December 8, 1999

Students grow to appreciate farming

By Carol South
Herald contributing writer
      In his brief stint as a food producer last week making trail mix, Andrew Bell learned quite a bit about how food makes its way to his table. He learned about the cost and risks of farming, shipping, production, distribution and advertising, plus how it all works together to feed him and his family.
      Bell was one of hundreds of fifth-graders last Thursday at 17 area elementary schools who got a taste of the farmer's life. In a program sponsored by the Michigan Farm Bureau, farmers from around the state gave presentations to nearly 1,400 second- and fifth-grade students in the Traverse City Area Public Schools, helping work through hands-on projects about insects and food production.
      Like many of his classmates, Bell now knows that food does not just magically appear on grocery store shelves. Instead, there are a lot of steps and people involved in bringing it there.
      "I didn't know it took so many processes just to make one food," said Bell, a member of Miss Brewer's class at Willow Hill Elementary School.
      Fifth-graders also learned all the costs associated with farming, from equipment and seed to fertilizer and labor costs. They completed an exercise where they used kernels of corn to pay for all of these items out of last year's profits, leaving them with very little left over. Most were very surprised at the minuscule results left over compared to the amount of work required to farm.

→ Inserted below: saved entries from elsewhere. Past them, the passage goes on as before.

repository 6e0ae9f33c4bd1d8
use axum::{Json, Router, routing::get};
use serde::Serialize;
use std::sync::Arc;

use crate::ApiState;

#[derive(Debug, Serialize)]
struct HealthResponse {
    status: &'static str,
}

#[derive(Debug, Serialize)]
struct VersionResponse {
    name: &'static str,
    version: &'static str,
}

async fn health_check() -> Json<HealthResponse> {
    Json(HealthResponse { status: "ok" })
}

async fn version() -> Json<VersionResponse> {
    Json(VersionResponse {
        name: env!("CARGO_PKG_NAME"),
        version: env!("CARGO_PKG_VERSION"),
    })
}

pub fn routes() -> Router<Arc<ApiState>> {
    Router::new()
        .route("/health", get(health_check))
        .route("/version", get(version))
}
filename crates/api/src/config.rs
//! # API Configuration Module
//!
//! Loads the server settings from environment variables, falling back to
//! defaults where a value is optional.
//!
//! ## Environment Variables
//!
//! - `API_HOST`: The host address to bind the server to (default: "0.0.0.0")
//! - `API_PORT`: The port to listen on (default: 3000)
//! - `DATABASE_URL`: PostgreSQL connection string (required)
//! - `DATABASE_MAX_CONNECTIONS`: Size of the connection pool (default: 5)
//! - `LOG_LEVEL`: Logging level (default: "info")
//! - `API_CORS_ORIGINS`: Comma-separated list of allowed CORS origins
//! - `API_REQUEST_TIMEOUT_SECONDS`: Per-request timeout (default: 30)

use eyre::{Result, WrapErr};
use std::{env, str::FromStr};
use tracing::Level;

/// Configuration for the service plan API server
///
/// # Example
///
/// ```no_run
/// use eyre::Result;
/// use serviceplan_api::config::ApiConfig;
///
/// fn example() -> Result<()> {
///     let config = ApiConfig::from_env()?;
///     println!("Starting server on {}", config.server_addr());
///     Ok(())
/// }
/// ```
#[derive(Debug, Clone)]
pub struct ApiConfig {
    /// Host address for the API server (e.g., "127.0.0.1", "0.0.0.0")
    pub host: String,

    /// Port for the API server to listen on
    pub port: u16,

    /// PostgreSQL database connection string
    pub database_url: String,

    /// Maximum number of pooled database connections
    pub max_connections: u32,

    /// Log level for the application
    pub log_level: Level,

    /// CORS allowed origins (optional)
    pub cors_origins: Option<Vec<String>>,

    /// Request timeout in seconds
    pub request_timeout: u64,
}

impl ApiConfig {
    /// Creates a new ApiConfig from environment variables
    ///
    /// # Errors
    ///
    /// This function will return an error if:
    /// - The DATABASE_URL environment variable is not set
    /// - The API_PORT, DATABASE_MAX_CONNECTIONS or API_REQUEST_TIMEOUT_SECONDS
    ///   value cannot be parsed
    pub fn from_env() -> Result<Self> {
        // Network settings
        let host = env::var("API_HOST").unwrap_or_else(|_| "0.0.0.0".to_string());
        let port = parse_setting("API_PORT", env::var("API_PORT").ok().as_deref(), 3000)?;

        // Database settings
        let database_url = env::var("DATABASE_URL")
            .wrap_err("DATABASE_URL environment variable must be set")?;
        let max_connections = parse_setting(
            "DATABASE_MAX_CONNECTIONS",
            env::var("DATABASE_MAX_CONNECTIONS").ok().as_deref(),
            5,
        )?;

        let log_level = parse_log_level(&env::var("LOG_LEVEL").unwrap_or_default());

        let cors_origins = env::var("API_CORS_ORIGINS")
            .ok()
            .map(|origins| parse_origins(&origins))
            .filter(|origins| !origins.is_empty());

        let request_timeout = parse_setting(
            "API_REQUEST_TIMEOUT_SECONDS",
            env::var("API_REQUEST_TIMEOUT_SECONDS").ok().as_deref(),
            30,
        )?;

        Ok(Self {
            host,
            port,
            database_url,
            max_connections,
            log_level,
            cors_origins,
            request_timeout,
        })
    }

    /// Returns the server address as a string, e.g. "127.0.0.1:8080"
    pub fn server_addr(&self) -> String {
        format!("{}:{}", self.host, self.port)
    }
}

/// Parses a numeric setting. An unset or blank value takes `default`; an
/// unparseable one is an error naming the variable.
pub fn parse_setting<T>(name: &str, value: Option<&str>, default: T) -> Result<T>
where
    T: FromStr,
    T::Err: std::error::Error + Send + Sync + 'static,
{
    match value.map(str::trim).filter(|value| !value.is_empty()) {
        Some(value) => value
            .parse()
            .wrap_err_with(|| format!("Invalid {} value: {:?}", name, value)),
        None => Ok(default),
    }
}

/// Unknown or empty values fall back to `INFO`.
pub fn parse_log_level(value: &str) -> Level {
    match value.trim().to_ascii_lowercase().as_str() {
        "trace" => Level::TRACE,
        "debug" => Level::DEBUG,
        "warn" => Level::WARN,
        "error" => Level::ERROR,
        _ => Level::INFO,
    }
}

pub fn parse_origins(value: &str) -> Vec<String> {
    value
        .split(',')
        .map(str::trim)
        .filter(|origin| !origin.is_empty())
        .map(str::to_string)
        .collect()
}
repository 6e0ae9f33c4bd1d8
//! Canonicalization of stored response payloads.
//!
//! Rehearsal selections have been stored both as composite keys
//! (`"Monday-18:00"`) and as `{ "day": .., "time": .. }` objects; both are
//! accepted and turned into [`Slot`] values here, which is the only place a
//! composite key is ever split.

use std::collections::{BTreeSet, HashMap};

use serde::Deserialize;
use serde_json::Value;

use crate::{
    errors::{PlanError, PlanResult},
    models::{
        assignment::{Acknowledgement, Availability, AvailabilityChoices, RehearsalSelection},
        slot::{Day, Slot, parse_time_of_day},
    },
};

#[derive(Debug, Deserialize)]
#[serde(untagged)]
enum RawSlot {
    Composite(String),
    Pair { day: String, time: String },
}

#[derive(Debug, Deserialize)]
struct RawRehearsalResponse {
    #[serde(default)]
    selected_slots: Vec<RawSlot>,
}

pub fn normalize_rehearsal(raw: &Value) -> PlanResult<RehearsalSelection> {
    let response = RawRehearsalResponse::deserialize(raw)
        .map_err(|e| PlanError::MalformedResponse(e.to_string()))?;

    let slots = response
        .selected_slots
        .iter()
        .map(normalize_slot)
        .collect::<PlanResult<BTreeSet<_>>>()?;

    Ok(RehearsalSelection { slots })
}

fn normalize_slot(raw: &RawSlot) -> PlanResult<Slot> {
    let (day, time) = match raw {
        RawSlot::Composite(key) => key
            .split_once('-')
            .ok_or_else(|| PlanError::MalformedResponse(format!("Unrecognized slot key {key:?}")))?,
        RawSlot::Pair { day, time } => (day.as_str(), time.as_str()),
    };

    let day = day
        .parse::<Day>()
        .map_err(|_| PlanError::MalformedResponse(format!("Unknown day {day:?}")))?;
    let time = parse_time_of_day(time)
        .ok_or_else(|| PlanError::MalformedResponse(format!("Invalid time {time:?}")))?;

    Ok(Slot::new(day, time))
}

/// Values other than `YES`, `NO` and `MAYBE` count as no choice for that
/// event. A response object without `availabilities` records no choices.
pub fn normalize_availability(raw: &Value) -> PlanResult<AvailabilityChoices> {
    let response = raw.as_object().ok_or_else(|| {
        PlanError::MalformedResponse("Expected an availability response object".to_string())
    })?;

    let entries = match response.get("availabilities") {
        None | Some(Value::Null) => return Ok(AvailabilityChoices::default()),
        Some(entries) => entries.as_object().ok_or_else(|| {
            PlanError::MalformedResponse("Expected an `availabilities` object".to_string())
        })?,
    };

    let choices: HashMap<String, Availability> = entries
        .iter()
        .filter_map(|(event_id, value)| {
            value
                .as_str()
                .and_then(Availability::from_code)
                .map(|choice| (event_id.clone(), choice))
        })
        .collect();

    Ok(AvailabilityChoices { choices })
}

pub fn normalize_acknowledgement(raw: &Value) -> PlanResult<Acknowledgement> {
    if !raw.is_object() {
        return Err(PlanError::MalformedResponse(
            "Expected an acknowledgement object".to_string(),
        ));
    }
    Acknowledgement::deserialize(raw).map_err(|e| PlanError::MalformedResponse(e.to_string()))
}
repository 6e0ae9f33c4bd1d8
pub mod repositories;
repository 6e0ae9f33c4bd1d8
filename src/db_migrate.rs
use color_eyre::eyre::{Result, WrapErr};
use dotenv::dotenv;
use serviceplan_db::{create_pool, schema::initialize_database};
use tracing::{Level, info};

#[tokio::main]
async fn main() -> Result<()> {
    color_eyre::install()?;
    dotenv().ok();

    tracing_subscriber::fmt().with_max_level(Level::INFO).init();

    let database_url = std::env::var("DATABASE_URL")
        .wrap_err("DATABASE_URL environment variable must be set")?;

    info!("Connecting to database...");
    let db_pool = create_pool(&database_url, 1).await?;

    initialize_database(&db_pool).await?;

    Ok(())
}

      "I learned that you have to give so much away next year from what you got the previous year just to get started," said Karina Chouinard, a fifth-grader at Willow Hill Elementary School.
      Melvin Jenkins and Jeff Histed, two farmers from Midland who gave the presentation to Miss Brewer's class at Willow Hill, noted that agriculture is the second largest employer in the state, behind the automotive industry. Statistics show that when you include everyone involved in food production, shipping and sales, every farm job creates two other jobs to support it.
      Both lifetime farmers, they were pleased at the opportunity to talk about what they do and how they do it.
      "We came today because we want to promote agriculture and educate kids about what we do," said Jenkins, owner of Jens Farm, a dairy farm. "A lot of people don't realize where food comes from. They need to know it is an uphill battle to maintain a family farm, it takes 365 days a year."
      The second-graders completed "Understanding Insects: Friends or Foes" to learn about how farmers deal with the insects in their work. They learned to identify bugs, differentiate between helpful and harmful bugs, make insect traps and pest control on the farm and in orchards.
      "This is the first time we've done these programs, but fifth- grade students are ready to learn about the economics of farming," said Deb Rogers, district administrator for the Midland Soil and Conservation district. "Most kids today are so removed from farming they need to understand it, it might be a few generations since anyone in their family farmed."